The Decision of the Children’s Guardian refusing to grant a WWCC clearance

  1. After imposing an Interim Bar on 15 July 2019 pending the determination of a risk assessment as required under ss 14 and 15(1) of the Act, the respondent completed the required assessment.

  2. Although the respondent did not determine that the 2012 Allegation occurred on balance due to the limited investigation of the matter and the absence of any finding made by the relevant investigating agencies, the respondent considered it reasonably likely that the allegation was truthful given the subsequent 2019 Allegation, described to be a “materially similar allegation”.

  3. The respondent concluded that the existence of two similar allegations separated by 7 years and the absence of any information suggesting the alleged behaviour has been addressed, the likelihood of repetition could not be discounted.

  4. The respondent acknowledged that a Forensic Psychologist, Patrick Sheehan, expressed the view that the applicant does not pose a real and appreciable risk to the safety of children.

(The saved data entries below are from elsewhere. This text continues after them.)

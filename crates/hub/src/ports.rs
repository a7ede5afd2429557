//! Capability traits the decision engine is built from.
//!
//! ```text
//!   adapter (MQTT, HTTP, SQLite, ...) ──▶ port trait ──▶ DecisionEngine
//! ```
//!
//! The engine holds each collaborator as `Arc<dyn Port>` so the scheduler
//! task and the request handlers share one engine without globals, and tests
//! swap in recording mocks.

use async_trait::async_trait;

use crate::decision::DecisionRecord;
use crate::error::EngineError;
use crate::forecast::ForecastResult;
use crate::predictor::Features;
use crate::sensor::{ManualRequest, SensorReading};

/// Field-side telemetry and actuation.
#[async_trait]
pub trait SensorGateway: Send + Sync {
    /// Latest sanitised reading, or `DataUnavailable`.
    async fn read_latest(&self) -> Result<SensorReading, EngineError>;

    /// Pending operator override.  `ManualRequest::NONE` when nothing is pending.
    async fn read_override(&self) -> Result<ManualRequest, EngineError>;

    /// Ask the field to deliver `volume` litres.
    async fn write_command(&self, volume: f64, is_manual: bool) -> Result<(), EngineError>;
}

/// Rainfall outlook.  Never fails the caller: failure is encoded in
/// [`ForecastResult::success`].
#[async_trait]
pub trait ForecastProvider: Send + Sync {
    async fn fetch(&self) -> ForecastResult;
}

/// Learned water-requirement estimator.
#[async_trait]
pub trait Predictor: Send + Sync {
    async fn predict(&self, features: &Features) -> Result<f64, EngineError>;
}

/// Human-facing alert delivery.  Callers log and ignore failures.
#[async_trait]
pub trait Notifier: Send + Sync {
    async fn notify(&self, message: &str) -> anyhow::Result<()>;
}

/// Append-only store of decision records.
#[async_trait]
pub trait CycleLog: Send + Sync {
    async fn append(&self, record: &DecisionRecord) -> Result<(), EngineError>;
}
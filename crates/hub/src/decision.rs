//! The decision record: one per completed cycle, appended to the cycle log.

use serde::{Deserialize, Serialize};
use std::fmt;
use std::str::FromStr;
use time::OffsetDateTime;

use crate::forecast::ForecastResult;
use crate::sensor::SensorReading;

#[derive(Debug, Clone, Copy, PartialEq, Eq, Serialize, Deserialize)]
#[serde(rename_all = "lowercase")]
pub enum PredictionMode {
    Ml,
    Fallback,
    Manual,
}

impl PredictionMode {
    pub fn as_str(self) -> &'static str {
        match self {
            Self::Ml => "ml",
            Self::Fallback => "fallback",
            Self::Manual => "manual",
        }
    }
}

impl fmt::Display for PredictionMode {
    fn fmt(&self, f: &mut fmt::Formatter<'_>) -> fmt::Result {
        f.write_str(self.as_str())
    }
}

impl FromStr for PredictionMode {
    type Err = String;

    fn from_str(s: &str) -> Result<Self, Self::Err> {
        match s {
            "ml" => Ok(Self::Ml),
            "fallback" => Ok(Self::Fallback),
            "manual" => Ok(Self::Manual),
            _ => Err(format!("unknown prediction mode '{s}'")),
        }
    }
}

/// What happened to the gateway command for this cycle.
#[derive(Debug, Clone, Copy, PartialEq, Eq, Serialize, Deserialize)]
#[serde(rename_all = "lowercase")]
pub enum CommandStatus {
    /// Command accepted by the gateway.
    Sent,
    /// Command attempted but the gateway write failed.
    Failed,
    /// Volume was zero; nothing written.
    Skipped,
}

impl CommandStatus {
    pub fn as_str(self) -> &'static str {
        match self {
            Self::Sent => "sent",
            Self::Failed => "failed",
            Self::Skipped => "skipped",
        }
    }
}

impl fmt::Display for CommandStatus {
    fn fmt(&self, f: &mut fmt::Formatter<'_>) -> fmt::Result {
        f.write_str(self.as_str())
    }
}

impl FromStr for CommandStatus {
    type Err = String;

    fn from_str(s: &str) -> Result<Self, Self::Err> {
        match s {
            "sent" => Ok(Self::Sent),
            "failed" => Ok(Self::Failed),
            "skipped" => Ok(Self::Skipped),
            _ => Err(format!("unknown command status '{s}'")),
        }
    }
}

#[derive(Debug, Clone, PartialEq, Serialize, Deserialize)]
pub struct DecisionRecord {
    #[serde(with = "time::serde::rfc3339")]
    pub timestamp: OffsetDateTime,
    pub soil_moisture: f64,
    pub temperature: f64,
    pub humidity: f64,
    pub rain_sensor: f64,
    pub rainfall_24h: f64,
    pub rainfall_72h: f64,
    pub water_volume: f64,
    pub mode: PredictionMode,
    pub crop_id: String,
    pub is_manual: bool,
    pub command: CommandStatus,
}

impl DecisionRecord {
    pub fn new(
        reading: &SensorReading,
        forecast: &ForecastResult,
        water_volume: f64,
        mode: PredictionMode,
        crop_id: &str,
        command: CommandStatus,
    ) -> Self {
        Self {
            timestamp: OffsetDateTime::now_utc(),
            soil_moisture: reading.soil_moisture,
            temperature: reading.temperature,
            humidity: reading.humidity,
            rain_sensor: reading.rain_sensor,
            rainfall_24h: forecast.rainfall_24h,
            rainfall_72h: forecast.rainfall_72h,
            water_volume,
            mode,
            crop_id: crop_id.to_string(),
            is_manual: mode == PredictionMode::Manual,
            command,
        }
    }

    #[cfg(test)]
    pub fn reading(&self) -> SensorReading {
        SensorReading {
            soil_moisture: self.soil_moisture,
            temperature: self.temperature,
            humidity: self.humidity,
            rain_sensor: self.rain_sensor,
        }
    }
}
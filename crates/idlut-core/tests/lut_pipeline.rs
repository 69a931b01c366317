use idlut_core::{
    ByteLut, GrayImage, LUT_SIZE, Lut, LutError, NarrowingPolicy, WindowParams, auto_window,
    check_is_8bit, compute_linear, to_byte_lut,
};

/// Horizontal gradient covering `lo..=hi`, one pixel per intensity.
fn gradient(lo: u8, hi: u8) -> GrayImage {
    let pixels: Vec<u8> = (lo..=hi).collect();
    GrayImage::new(pixels.len() as u32, 1, pixels).expect("gradient dimensions")
}

#[test]
fn linear_tables_within_byte_range_pass_the_8bit_check() {
    let windows = [(0, 255, 0, 255), (40, 60, 0, 255), (0, 1, 128, 128), (-10, 500, 3, 250)];
    for (a, b, c, d) in windows {
        let lut = compute_linear(a, b, c, d).unwrap();
        assert_eq!(lut.as_slice().len(), LUT_SIZE);
        assert!(check_is_8bit(&lut), "window ({a}, {b}, {c}, {d})");
    }
}

#[test]
fn linear_endpoints_are_exact() {
    for (a, b) in [(0, 255), (12, 13), (100, 200), (1, 254)] {
        let lut = compute_linear(a, b, -40, 4000).unwrap();
        assert_eq!(lut.get(a as u8), -40);
        assert_eq!(lut.get(b as u8), 4000);
    }
}

#[test]
fn table_with_single_outlier_fails_check_and_strict_narrowing() {
    let mut values = Lut::identity().as_array().to_owned();
    values[10] = 300;
    let lut = Lut::from(values);

    assert!(!check_is_8bit(&lut));
    assert!(matches!(
        lut.narrow(NarrowingPolicy::Reject),
        Err(LutError::OutOfRange { index: 10, value: 300 })
    ));
    assert_eq!(to_byte_lut(&lut).get(10), 255);
}

#[test]
fn byte_conversion_round_trips_in_range_tables() {
    let lut = compute_linear(20, 240, 255, 0).unwrap();
    let bytes = to_byte_lut(&lut);
    assert_eq!(bytes.to_lut(), lut);
}

#[test]
fn degenerate_window_is_deterministic_step() {
    let first = compute_linear(10, 10, 0, 100).unwrap();
    let second = compute_linear(10, 10, 0, 100).unwrap();
    assert_eq!(first, second);
    assert!((0..10).all(|i| first.get(i) == 0));
    assert!((10..=255).all(|i| first.get(i) == 100));
}

#[test]
fn auto_window_stretches_low_contrast_image() {
    let image = gradient(64, 191);
    let (lo, hi) = auto_window(&image, 0.0, 100.0).unwrap();
    assert_eq!((lo, hi), (64, 191));

    let params = WindowParams {
        input_min: lo,
        input_max: hi,
        ..WindowParams::default()
    };
    let lut = params.to_lut().unwrap().narrow(params.narrowing).unwrap();
    let out = lut.apply(&image);

    assert_eq!(out.pixels.first(), Some(&0));
    assert_eq!(out.pixels.last(), Some(&255));
    assert!(out.pixels.windows(2).all(|w| w[0] <= w[1]));
}

#[test]
fn windowed_image_survives_disk_round_trip() {
    let dir = tempfile::tempdir().unwrap();
    let src = dir.path().join("src.png");
    let dst = dir.path().join("dst.png");

    gradient(0, 255).save(&src).unwrap();
    let loaded = GrayImage::load(&src).unwrap();
    assert_eq!(loaded, gradient(0, 255));

    let negative = ByteLut::identity().invert();
    negative.apply(&loaded).save(&dst).unwrap();

    let reloaded = GrayImage::load(&dst).unwrap();
    assert_eq!(reloaded.pixels[0], 255);
    assert_eq!(reloaded.pixels[255], 0);
}

#[test]
fn lut_json_is_a_flat_array() {
    let lut = compute_linear(0, 255, 255, 0).unwrap().to_byte_lut();
    let json = serde_json::to_string(&lut).unwrap();
    let values: Vec<u8> = serde_json::from_str(&json).unwrap();
    assert_eq!(values.len(), LUT_SIZE);
    assert_eq!(values[0], 255);

    let back: ByteLut = serde_json::from_str(&json).unwrap();
    assert_eq!(back, lut);
}
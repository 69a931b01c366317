//! 8-bit grayscale image representation and LUT application.

use std::path::Path;

use crate::error::LutError;
use crate::lut::ByteLut;

/// Single-channel 8-bit image, row-major.
#[derive(Debug, Clone, PartialEq, Eq)]
pub struct GrayImage {
    /// Image width in pixels.
    pub width: u32,
    /// Image height in pixels.
    pub height: u32,
    /// Intensities, `width × height` bytes.
    pub pixels: Vec<u8>,
}

impl GrayImage {
    /// Wrap a pixel buffer, checking it holds exactly `width × height` bytes.
    pub fn new(width: u32, height: u32, pixels: Vec<u8>) -> Result<Self, LutError> {
        let expected = (width as usize).checked_mul(height as usize);
        if expected != Some(pixels.len()) {
            return Err(LutError::Dimensions {
                width,
                height,
                actual: pixels.len(),
            });
        }
        Ok(Self {
            width,
            height,
            pixels,
        })
    }

    /// Load an image from disk and reduce it to 8-bit luma.
    ///
    /// Supports common formats via the `image` crate (PNG, JPEG, TIFF, ...).
    pub fn load(path: &Path) -> Result<Self, LutError> {
        let img = ::image::open(path)?;
        tracing::debug!("loaded {} ({:?})", path.display(), img.color());
        Ok(img.to_luma8().into())
    }

    /// Save as an 8-bit grayscale image; the format follows the extension.
    pub fn save(&self, path: &Path) -> Result<(), LutError> {
        let buf = ::image::GrayImage::try_from(self.clone())?;
        buf.save(path)?;
        Ok(())
    }

    pub fn is_empty(&self) -> bool {
        self.pixels.is_empty()
    }
}

impl From<::image::GrayImage> for GrayImage {
    fn from(img: ::image::GrayImage) -> Self {
        let (width, height) = img.dimensions();
        Self {
            width,
            height,
            pixels: img.into_raw(),
        }
    }
}

impl TryFrom<GrayImage> for ::image::GrayImage {
    type Error = LutError;

    fn try_from(img: GrayImage) -> Result<Self, Self::Error> {
        let (width, height, actual) = (img.width, img.height, img.pixels.len());
        ::image::GrayImage::from_raw(width, height, img.pixels).ok_or(LutError::Dimensions {
            width,
            height,
            actual,
        })
    }
}

impl ByteLut {
    /// Remap every pixel of `image` through this table into a new image.
    pub fn apply(&self, image: &GrayImage) -> GrayImage {
        let mut out = image.clone();
        self.apply_in_place(&mut out.pixels);
        out
    }
}

#[cfg(test)]
mod tests {
    use super::*;
    use crate::lut::Lut;

    #[test]
    fn test_new_rejects_mismatched_buffer() {
        let err = GrayImage::new(4, 4, vec![0; 15]).unwrap_err();
        assert!(matches!(
            err,
            LutError::Dimensions {
                width: 4,
                height: 4,
                actual: 15
            }
        ));
        assert!(GrayImage::new(0, 0, vec![]).unwrap().is_empty());
    }

    #[test]
    fn test_apply_window_lut() {
        let image = GrayImage::new(2, 2, vec![0, 50, 100, 200]).unwrap();
        let lut = Lut::linear(50, 100, 0, 255).unwrap().to_byte_lut();
        let out = lut.apply(&image);
        assert_eq!(out.pixels, vec![0, 0, 255, 255]);
        assert_eq!((out.width, out.height), (2, 2));
        // Source is untouched.
        assert_eq!(image.pixels, vec![0, 50, 100, 200]);
    }

    #[test]
    fn test_image_crate_conversion_preserves_layout() {
        let image = GrayImage::new(3, 1, vec![1, 2, 3]).unwrap();
        let buf = ::image::GrayImage::try_from(image.clone()).unwrap();
        assert_eq!(buf.get_pixel(2, 0).0, [3]);
        assert_eq!(GrayImage::from(buf), image);
    }
}
//! Window parameters and narrowing policy.
//!
//! `WindowParams` is the serializable description of a linear LUT. The CLI
//! reads it from a JSON config file and overrides fields from flags.

use serde::{Deserialize, Serialize};
use std::fmt;

use crate::error::LutError;
use crate::lut::Lut;

/// How out-of-range entries are handled when narrowing to 8 bits.
#[derive(Debug, Clone, Copy, Default, PartialEq, Eq, Serialize, Deserialize)]
#[serde(rename_all = "snake_case")]
pub enum NarrowingPolicy {
    /// Saturate to `0..=255`.
    #[default]
    Clamp,
    /// Fail on the first entry outside `0..=255`.
    Reject,
}

impl fmt::Display for NarrowingPolicy {
    fn fmt(&self, f: &mut fmt::Formatter<'_>) -> fmt::Result {
        match self {
            Self::Clamp => write!(f, "clamp"),
            Self::Reject => write!(f, "reject"),
        }
    }
}

/// Input and output bounds of a linear window LUT.
///
/// Missing fields take their values from the identity window.
#[derive(Debug, Clone, Copy, PartialEq, Eq, Serialize, Deserialize)]
#[serde(default)]
pub struct WindowParams {
    pub input_min: i32,
    pub input_max: i32,
    pub output_min: i32,
    pub output_max: i32,
    /// Narrowing used when the window is converted to a byte LUT.
    pub narrowing: NarrowingPolicy,
}

impl Default for WindowParams {
    fn default() -> Self {
        Self {
            input_min: 0,
            input_max: 255,
            output_min: 0,
            output_max: 255,
            narrowing: NarrowingPolicy::Clamp,
        }
    }
}

impl WindowParams {
    /// Build the long-valued LUT for this window.
    pub fn to_lut(&self) -> Result<Lut, LutError> {
        Lut::linear(
            self.input_min,
            self.input_max,
            self.output_min,
            self.output_max,
        )
    }

    pub fn from_json(json: &str) -> Result<Self, LutError> {
        Ok(serde_json::from_str(json)?)
    }

    pub fn to_json(&self) -> Result<String, LutError> {
        Ok(serde_json::to_string_pretty(self)?)
    }
}

#[cfg(test)]
mod tests {
    use super::*;

    #[test]
    fn test_default_window_is_identity() {
        assert_eq!(WindowParams::default().to_lut().unwrap(), Lut::identity());
    }

    #[test]
    fn test_partial_json_fills_defaults() {
        let params = WindowParams::from_json(r#"{ "input_min": 20, "narrowing": "reject" }"#).unwrap();
        assert_eq!(params.input_min, 20);
        assert_eq!(params.input_max, 255);
        assert_eq!(params.narrowing, NarrowingPolicy::Reject);
    }

    #[test]
    fn test_json_roundtrip() {
        let params = WindowParams {
            input_min: 10,
            input_max: 90,
            output_min: 255,
            output_max: 0,
            narrowing: NarrowingPolicy::Reject,
        };
        let back = WindowParams::from_json(&params.to_json().unwrap()).unwrap();
        assert_eq!(back, params);
    }

    #[test]
    fn test_malformed_json_is_reported() {
        let err = WindowParams::from_json("{ input_min: }").unwrap_err();
        assert!(matches!(err, LutError::Json(_)));
    }

    #[test]
    fn test_narrowing_policy_display() {
        assert_eq!(NarrowingPolicy::default().to_string(), "clamp");
        assert_eq!(NarrowingPolicy::Reject.to_string(), "reject");
    }
}
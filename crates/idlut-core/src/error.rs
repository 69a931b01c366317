#[derive(Debug, thiserror::Error)]
pub enum LutError {
    #[error("LUT must have {expected} entries, got {actual}")]
    Length { expected: usize, actual: usize },
    #[error("input range is inverted: min {input_min} > max {input_max}")]
    InvertedInputRange { input_min: i32, input_max: i32 },
    #[error("entry {index} holds {value}, outside 0..=255")]
    OutOfRange { index: usize, value: i64 },
    #[error("pixel buffer holds {actual} bytes, expected {width}x{height}")]
    Dimensions { width: u32, height: u32, actual: usize },
    #[error("invalid percentile window: low {low}, high {high}")]
    InvalidPercentile { low: f64, high: f64 },
    #[error("JSON error: {0}")]
    Json(#[from] serde_json::Error),
    #[error("image error: {0}")]
    Image(#[from] ::image::ImageError),
}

The Children’s Guardian was not persuaded by Mr Sheehan’s opinion as it appeared to be significantly informed by Mr Sheehan’s view that the alleged conduct cannot be substantiated on the balance of probabilities, a view not shared by the Children’s Guardian.

  5. The Children’s Guardian considered there were insufficient mitigating factors to outweigh the risk and significant impact if the alleged conduct was to be repeated.

  6. Ultimately, the respondent was satisfied that the applicant poses a real and appreciable risk to the safety of children and refused to grant EQW a WWCC clearance on 29 April 2020

Applicable legislation and legal principles

Jurisdiction of the Tribunal

  1. The protective jurisdiction of the Act is plainly evident from its stated object as set out in s 3:

3 Object of Act

The object of this Act is to protect children—

(a) by not permitting certain persons to engage in child-related work, and

(b) by requiring persons engaged in child-related work to have working with children check clearances.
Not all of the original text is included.